Collected data entries:
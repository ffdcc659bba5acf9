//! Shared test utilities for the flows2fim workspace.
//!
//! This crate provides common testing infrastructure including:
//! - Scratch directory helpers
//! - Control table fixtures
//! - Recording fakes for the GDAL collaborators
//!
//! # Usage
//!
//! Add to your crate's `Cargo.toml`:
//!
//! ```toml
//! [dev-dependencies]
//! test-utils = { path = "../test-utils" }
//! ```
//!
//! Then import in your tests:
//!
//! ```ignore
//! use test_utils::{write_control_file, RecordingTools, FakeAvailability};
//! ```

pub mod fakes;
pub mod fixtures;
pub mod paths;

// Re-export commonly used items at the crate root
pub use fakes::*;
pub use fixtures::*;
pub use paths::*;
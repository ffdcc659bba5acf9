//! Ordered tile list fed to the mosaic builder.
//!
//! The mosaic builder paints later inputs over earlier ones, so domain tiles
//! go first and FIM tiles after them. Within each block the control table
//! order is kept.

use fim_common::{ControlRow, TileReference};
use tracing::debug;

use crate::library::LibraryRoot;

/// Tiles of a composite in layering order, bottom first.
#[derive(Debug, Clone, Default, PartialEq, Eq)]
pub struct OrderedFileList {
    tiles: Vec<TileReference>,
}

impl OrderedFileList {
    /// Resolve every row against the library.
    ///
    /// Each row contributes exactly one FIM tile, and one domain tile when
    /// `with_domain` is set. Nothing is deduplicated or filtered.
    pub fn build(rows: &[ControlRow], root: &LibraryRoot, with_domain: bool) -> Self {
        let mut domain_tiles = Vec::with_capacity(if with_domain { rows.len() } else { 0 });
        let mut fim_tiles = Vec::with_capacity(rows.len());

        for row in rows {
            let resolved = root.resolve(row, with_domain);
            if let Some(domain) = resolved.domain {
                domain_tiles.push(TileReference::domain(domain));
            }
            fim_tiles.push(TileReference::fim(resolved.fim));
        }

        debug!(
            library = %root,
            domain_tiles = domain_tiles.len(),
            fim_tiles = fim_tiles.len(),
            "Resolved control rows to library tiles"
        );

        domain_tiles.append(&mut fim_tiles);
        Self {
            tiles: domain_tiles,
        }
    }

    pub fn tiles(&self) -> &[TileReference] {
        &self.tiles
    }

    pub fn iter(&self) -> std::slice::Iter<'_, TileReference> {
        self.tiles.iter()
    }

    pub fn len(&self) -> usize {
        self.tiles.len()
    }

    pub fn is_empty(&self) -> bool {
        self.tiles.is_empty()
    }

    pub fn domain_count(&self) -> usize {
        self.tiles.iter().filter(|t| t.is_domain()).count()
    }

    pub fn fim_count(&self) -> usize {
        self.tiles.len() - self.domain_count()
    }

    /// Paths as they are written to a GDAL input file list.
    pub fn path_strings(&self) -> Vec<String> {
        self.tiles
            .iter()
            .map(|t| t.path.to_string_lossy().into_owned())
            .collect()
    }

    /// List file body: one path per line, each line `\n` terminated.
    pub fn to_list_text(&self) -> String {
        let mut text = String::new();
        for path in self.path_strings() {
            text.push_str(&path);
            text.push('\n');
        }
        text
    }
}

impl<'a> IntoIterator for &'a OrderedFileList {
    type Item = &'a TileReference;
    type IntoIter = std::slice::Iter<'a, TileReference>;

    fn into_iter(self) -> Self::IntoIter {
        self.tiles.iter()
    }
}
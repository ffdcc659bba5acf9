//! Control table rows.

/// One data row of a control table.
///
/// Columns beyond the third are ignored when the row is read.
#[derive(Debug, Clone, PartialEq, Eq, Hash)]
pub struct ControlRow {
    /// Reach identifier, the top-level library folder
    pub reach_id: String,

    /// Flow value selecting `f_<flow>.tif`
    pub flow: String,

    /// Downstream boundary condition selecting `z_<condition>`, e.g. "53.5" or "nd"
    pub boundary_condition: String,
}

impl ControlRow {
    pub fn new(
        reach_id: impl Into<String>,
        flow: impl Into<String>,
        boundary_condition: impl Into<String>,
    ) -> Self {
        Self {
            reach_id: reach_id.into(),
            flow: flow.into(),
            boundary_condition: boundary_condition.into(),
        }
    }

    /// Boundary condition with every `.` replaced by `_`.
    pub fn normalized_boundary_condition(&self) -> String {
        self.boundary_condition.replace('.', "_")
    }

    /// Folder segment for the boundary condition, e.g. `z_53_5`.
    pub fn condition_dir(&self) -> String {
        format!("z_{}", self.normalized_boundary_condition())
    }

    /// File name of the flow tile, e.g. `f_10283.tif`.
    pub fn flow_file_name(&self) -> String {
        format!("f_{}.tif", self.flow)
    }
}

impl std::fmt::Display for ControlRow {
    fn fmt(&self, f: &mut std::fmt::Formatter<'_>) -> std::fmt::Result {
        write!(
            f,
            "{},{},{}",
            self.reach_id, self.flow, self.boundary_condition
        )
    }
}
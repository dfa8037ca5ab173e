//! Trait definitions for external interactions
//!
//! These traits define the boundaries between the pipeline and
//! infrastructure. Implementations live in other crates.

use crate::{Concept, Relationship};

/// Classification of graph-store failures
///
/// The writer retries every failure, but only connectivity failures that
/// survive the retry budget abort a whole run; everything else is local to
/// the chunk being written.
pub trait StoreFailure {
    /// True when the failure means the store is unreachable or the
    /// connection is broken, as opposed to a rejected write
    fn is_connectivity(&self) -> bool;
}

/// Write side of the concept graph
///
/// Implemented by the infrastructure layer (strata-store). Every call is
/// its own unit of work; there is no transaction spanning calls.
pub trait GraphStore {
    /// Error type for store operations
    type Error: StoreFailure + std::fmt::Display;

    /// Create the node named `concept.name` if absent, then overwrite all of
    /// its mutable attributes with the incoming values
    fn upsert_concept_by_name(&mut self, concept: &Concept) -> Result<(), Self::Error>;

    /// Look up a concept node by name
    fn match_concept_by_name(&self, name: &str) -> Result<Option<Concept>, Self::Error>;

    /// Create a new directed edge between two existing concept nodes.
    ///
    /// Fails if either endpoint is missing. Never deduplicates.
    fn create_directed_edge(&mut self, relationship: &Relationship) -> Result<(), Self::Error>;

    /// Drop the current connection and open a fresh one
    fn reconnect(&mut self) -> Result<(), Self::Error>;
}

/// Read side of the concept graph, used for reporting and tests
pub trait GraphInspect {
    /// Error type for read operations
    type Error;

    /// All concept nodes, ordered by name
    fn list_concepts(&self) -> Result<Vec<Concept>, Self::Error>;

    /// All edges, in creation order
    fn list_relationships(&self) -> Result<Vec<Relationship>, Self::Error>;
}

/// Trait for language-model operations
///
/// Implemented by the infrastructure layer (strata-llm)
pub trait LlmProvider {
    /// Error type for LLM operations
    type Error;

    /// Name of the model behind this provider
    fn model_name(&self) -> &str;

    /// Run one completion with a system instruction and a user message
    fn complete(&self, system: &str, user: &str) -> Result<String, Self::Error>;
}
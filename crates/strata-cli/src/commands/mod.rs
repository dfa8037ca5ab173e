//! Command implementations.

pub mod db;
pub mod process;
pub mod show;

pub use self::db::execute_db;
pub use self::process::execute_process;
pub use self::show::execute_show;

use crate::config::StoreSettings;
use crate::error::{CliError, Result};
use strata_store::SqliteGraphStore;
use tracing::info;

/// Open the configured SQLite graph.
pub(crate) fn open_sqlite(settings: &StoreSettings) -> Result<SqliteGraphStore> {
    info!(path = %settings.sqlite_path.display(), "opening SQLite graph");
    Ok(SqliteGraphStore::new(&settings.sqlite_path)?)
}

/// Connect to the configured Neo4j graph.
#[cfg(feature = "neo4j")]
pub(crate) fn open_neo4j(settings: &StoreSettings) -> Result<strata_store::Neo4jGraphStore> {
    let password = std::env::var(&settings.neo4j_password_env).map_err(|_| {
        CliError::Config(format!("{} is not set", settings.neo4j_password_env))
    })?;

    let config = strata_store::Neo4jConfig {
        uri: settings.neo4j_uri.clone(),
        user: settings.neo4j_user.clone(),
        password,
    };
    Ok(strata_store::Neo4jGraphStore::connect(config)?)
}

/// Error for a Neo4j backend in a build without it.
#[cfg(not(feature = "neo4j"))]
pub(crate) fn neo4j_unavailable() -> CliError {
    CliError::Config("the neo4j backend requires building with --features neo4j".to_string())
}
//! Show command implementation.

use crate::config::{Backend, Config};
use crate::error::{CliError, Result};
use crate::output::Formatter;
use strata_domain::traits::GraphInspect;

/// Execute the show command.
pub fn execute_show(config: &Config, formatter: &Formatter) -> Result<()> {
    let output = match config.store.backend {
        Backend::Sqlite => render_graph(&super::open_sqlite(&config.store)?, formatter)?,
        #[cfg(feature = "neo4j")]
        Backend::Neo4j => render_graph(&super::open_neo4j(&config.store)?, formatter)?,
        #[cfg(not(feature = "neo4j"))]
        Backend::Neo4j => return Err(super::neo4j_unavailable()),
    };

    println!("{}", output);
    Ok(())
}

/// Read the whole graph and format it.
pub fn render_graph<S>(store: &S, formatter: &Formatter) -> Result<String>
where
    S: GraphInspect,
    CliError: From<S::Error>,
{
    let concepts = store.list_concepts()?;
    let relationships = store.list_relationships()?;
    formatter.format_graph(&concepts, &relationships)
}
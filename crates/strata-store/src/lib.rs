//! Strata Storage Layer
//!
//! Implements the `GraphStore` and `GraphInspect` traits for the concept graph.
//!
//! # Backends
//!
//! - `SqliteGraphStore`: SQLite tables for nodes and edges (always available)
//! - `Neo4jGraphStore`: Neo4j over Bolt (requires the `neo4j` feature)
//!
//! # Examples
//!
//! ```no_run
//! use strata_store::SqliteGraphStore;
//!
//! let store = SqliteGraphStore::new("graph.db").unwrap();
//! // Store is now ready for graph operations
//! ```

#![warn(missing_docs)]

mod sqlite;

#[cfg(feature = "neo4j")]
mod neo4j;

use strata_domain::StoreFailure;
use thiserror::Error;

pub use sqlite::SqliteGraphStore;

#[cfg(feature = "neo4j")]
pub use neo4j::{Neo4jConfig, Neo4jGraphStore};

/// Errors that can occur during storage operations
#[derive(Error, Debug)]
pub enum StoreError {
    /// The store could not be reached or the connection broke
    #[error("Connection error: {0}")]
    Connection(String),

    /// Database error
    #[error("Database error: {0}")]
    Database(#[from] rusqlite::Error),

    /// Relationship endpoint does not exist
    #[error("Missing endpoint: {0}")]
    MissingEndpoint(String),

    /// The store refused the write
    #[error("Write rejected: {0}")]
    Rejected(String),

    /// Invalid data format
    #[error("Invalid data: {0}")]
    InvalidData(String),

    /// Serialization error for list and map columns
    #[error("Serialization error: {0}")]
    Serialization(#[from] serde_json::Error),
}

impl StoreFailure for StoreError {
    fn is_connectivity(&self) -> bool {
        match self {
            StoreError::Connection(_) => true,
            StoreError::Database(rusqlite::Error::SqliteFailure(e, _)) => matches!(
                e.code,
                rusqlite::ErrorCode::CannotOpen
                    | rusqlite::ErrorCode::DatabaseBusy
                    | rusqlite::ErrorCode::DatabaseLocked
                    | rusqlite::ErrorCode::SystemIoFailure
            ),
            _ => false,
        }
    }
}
==
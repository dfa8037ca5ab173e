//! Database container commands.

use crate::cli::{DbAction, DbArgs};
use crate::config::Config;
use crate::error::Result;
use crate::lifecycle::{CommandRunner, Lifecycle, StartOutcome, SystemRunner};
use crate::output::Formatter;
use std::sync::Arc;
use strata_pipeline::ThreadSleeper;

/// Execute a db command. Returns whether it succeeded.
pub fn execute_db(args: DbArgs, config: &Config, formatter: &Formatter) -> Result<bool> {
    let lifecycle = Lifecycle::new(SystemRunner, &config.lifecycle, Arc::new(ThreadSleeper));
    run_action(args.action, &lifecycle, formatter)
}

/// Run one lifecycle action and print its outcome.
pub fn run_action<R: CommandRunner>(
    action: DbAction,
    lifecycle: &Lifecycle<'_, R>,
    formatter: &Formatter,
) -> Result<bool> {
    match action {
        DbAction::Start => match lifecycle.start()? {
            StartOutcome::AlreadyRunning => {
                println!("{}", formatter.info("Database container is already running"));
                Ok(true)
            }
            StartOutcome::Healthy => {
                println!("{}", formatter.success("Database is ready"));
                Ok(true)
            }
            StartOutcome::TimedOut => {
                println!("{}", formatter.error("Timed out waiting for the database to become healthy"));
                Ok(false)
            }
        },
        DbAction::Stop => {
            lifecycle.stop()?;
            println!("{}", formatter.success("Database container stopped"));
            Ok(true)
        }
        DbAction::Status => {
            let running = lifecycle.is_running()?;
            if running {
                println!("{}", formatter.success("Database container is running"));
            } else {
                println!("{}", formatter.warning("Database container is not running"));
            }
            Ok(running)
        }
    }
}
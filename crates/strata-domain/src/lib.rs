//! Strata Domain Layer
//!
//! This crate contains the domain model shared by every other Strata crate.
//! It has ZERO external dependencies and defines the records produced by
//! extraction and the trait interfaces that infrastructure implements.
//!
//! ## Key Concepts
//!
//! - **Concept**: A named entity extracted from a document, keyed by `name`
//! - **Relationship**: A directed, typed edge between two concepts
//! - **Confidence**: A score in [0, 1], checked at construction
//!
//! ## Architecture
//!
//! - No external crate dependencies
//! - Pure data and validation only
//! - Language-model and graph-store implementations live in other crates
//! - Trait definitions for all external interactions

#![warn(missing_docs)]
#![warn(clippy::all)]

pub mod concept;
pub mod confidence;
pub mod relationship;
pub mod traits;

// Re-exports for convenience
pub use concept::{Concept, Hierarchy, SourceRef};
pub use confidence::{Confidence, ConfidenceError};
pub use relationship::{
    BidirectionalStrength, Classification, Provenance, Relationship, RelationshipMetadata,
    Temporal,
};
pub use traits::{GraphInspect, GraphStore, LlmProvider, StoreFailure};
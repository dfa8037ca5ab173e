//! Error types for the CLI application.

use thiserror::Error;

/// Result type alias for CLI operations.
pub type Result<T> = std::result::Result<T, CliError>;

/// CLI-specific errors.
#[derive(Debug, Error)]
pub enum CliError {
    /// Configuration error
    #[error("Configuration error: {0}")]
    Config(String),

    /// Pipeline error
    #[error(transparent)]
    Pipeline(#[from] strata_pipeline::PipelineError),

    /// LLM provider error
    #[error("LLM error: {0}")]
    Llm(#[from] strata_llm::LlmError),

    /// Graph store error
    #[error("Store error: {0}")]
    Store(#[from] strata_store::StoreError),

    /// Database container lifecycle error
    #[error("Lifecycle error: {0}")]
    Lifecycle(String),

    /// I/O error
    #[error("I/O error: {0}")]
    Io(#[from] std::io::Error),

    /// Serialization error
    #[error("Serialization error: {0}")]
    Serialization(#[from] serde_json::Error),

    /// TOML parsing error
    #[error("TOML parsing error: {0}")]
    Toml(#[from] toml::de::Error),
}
---
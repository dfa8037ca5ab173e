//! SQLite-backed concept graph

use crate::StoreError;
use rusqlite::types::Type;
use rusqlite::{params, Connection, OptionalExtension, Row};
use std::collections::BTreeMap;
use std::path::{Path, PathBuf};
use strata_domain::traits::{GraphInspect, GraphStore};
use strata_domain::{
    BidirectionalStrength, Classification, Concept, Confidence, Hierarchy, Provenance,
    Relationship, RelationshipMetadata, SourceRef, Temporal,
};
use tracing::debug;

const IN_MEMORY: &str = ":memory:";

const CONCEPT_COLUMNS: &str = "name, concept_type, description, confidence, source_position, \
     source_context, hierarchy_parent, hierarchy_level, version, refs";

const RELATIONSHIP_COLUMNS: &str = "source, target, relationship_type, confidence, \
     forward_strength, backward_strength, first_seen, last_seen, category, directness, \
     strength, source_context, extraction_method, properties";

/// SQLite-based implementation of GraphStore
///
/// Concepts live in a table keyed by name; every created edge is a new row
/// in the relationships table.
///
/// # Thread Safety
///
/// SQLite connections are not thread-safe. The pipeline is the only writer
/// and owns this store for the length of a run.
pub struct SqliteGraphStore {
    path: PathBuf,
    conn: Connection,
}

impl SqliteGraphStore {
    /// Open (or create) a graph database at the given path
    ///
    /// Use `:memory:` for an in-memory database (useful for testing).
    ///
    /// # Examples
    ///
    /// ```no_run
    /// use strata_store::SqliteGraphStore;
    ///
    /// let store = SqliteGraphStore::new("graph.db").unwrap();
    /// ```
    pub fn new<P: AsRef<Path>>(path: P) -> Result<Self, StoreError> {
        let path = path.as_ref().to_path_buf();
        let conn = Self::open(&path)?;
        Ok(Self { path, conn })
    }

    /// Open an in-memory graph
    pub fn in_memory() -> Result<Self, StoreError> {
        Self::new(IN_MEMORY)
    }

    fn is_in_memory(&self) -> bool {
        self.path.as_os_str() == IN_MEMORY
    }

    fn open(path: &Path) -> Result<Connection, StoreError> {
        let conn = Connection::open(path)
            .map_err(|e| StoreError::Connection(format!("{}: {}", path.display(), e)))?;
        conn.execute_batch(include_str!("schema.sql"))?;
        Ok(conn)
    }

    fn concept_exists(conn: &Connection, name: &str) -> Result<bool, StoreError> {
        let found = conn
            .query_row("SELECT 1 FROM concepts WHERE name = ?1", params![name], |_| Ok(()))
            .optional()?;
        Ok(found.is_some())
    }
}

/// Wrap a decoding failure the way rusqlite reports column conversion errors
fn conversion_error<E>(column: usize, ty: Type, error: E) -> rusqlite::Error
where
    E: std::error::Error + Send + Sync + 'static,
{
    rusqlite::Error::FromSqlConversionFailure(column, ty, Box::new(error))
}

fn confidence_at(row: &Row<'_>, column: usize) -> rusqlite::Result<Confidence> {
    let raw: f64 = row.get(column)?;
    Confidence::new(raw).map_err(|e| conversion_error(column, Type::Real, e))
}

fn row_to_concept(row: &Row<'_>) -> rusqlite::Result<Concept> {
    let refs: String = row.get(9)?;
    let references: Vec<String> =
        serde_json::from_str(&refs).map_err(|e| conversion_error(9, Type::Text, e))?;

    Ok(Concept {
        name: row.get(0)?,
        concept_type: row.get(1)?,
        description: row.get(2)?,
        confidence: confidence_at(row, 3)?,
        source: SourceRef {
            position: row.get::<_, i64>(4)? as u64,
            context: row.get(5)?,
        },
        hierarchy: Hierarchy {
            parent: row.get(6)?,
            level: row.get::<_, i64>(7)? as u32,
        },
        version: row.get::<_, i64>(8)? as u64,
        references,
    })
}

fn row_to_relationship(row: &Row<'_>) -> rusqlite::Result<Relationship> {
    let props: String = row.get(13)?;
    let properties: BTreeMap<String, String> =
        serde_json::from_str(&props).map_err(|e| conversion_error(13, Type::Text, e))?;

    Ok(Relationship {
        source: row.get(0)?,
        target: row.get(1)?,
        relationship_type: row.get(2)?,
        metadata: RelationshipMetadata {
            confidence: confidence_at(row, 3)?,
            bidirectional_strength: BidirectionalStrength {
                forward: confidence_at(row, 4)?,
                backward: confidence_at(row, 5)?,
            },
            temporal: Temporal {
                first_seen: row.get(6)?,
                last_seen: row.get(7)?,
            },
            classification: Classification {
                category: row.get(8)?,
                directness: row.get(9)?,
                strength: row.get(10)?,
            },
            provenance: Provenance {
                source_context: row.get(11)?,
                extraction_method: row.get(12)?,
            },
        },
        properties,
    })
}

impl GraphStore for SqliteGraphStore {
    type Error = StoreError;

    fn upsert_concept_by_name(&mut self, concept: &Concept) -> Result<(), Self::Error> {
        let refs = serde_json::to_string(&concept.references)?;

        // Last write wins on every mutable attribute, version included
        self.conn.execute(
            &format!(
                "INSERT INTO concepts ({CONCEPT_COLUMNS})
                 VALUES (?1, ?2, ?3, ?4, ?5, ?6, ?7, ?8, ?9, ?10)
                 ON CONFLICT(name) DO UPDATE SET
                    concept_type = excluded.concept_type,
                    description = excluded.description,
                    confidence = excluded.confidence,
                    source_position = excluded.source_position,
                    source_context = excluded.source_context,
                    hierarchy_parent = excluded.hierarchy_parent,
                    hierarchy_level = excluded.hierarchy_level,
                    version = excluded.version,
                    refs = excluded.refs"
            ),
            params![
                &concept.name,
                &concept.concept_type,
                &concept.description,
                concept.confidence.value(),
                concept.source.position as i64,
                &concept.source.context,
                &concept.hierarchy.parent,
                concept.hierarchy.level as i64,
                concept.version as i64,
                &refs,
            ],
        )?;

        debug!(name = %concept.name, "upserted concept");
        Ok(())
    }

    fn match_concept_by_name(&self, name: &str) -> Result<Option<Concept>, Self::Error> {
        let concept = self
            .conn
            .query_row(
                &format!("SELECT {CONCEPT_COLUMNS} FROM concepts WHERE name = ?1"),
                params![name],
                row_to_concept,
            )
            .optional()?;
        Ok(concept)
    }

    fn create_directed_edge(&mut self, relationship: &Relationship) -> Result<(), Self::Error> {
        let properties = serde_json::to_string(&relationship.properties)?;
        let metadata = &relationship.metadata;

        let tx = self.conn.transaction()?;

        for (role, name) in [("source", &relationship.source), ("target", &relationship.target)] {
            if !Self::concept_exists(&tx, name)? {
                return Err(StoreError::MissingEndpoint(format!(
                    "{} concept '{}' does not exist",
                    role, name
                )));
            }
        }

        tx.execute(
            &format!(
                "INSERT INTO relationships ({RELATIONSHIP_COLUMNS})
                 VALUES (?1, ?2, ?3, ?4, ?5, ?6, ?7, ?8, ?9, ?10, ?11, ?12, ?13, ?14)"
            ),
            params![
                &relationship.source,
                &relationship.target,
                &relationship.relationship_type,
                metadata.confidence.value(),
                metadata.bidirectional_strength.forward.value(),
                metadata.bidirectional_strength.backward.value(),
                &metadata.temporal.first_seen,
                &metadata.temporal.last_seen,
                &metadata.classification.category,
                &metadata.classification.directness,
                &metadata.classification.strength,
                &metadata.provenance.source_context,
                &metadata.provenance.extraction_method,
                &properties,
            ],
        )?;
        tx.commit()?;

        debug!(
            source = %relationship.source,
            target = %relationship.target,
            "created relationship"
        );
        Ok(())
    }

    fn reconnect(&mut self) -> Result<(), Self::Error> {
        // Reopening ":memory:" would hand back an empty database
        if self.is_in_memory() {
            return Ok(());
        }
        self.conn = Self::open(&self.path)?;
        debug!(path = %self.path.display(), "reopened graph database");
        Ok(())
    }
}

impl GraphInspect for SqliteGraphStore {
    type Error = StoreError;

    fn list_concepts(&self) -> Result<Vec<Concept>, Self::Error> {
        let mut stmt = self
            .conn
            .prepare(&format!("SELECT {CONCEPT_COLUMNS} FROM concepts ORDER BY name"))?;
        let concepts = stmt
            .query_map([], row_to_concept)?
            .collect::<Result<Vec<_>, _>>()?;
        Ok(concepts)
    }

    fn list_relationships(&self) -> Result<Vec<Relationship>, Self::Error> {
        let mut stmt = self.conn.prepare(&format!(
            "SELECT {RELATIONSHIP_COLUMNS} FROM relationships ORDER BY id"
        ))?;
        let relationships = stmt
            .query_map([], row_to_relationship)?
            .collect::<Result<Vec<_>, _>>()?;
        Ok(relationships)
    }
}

## Instructions for the task
Which lines above contain "DbArgs"? Show each of them.

## Solution
use crate::cli::{DbAction, DbArgs};
pub fn execute_db(args: DbArgs, config: &Config, formatter: &Formatter) -> Result<bool> {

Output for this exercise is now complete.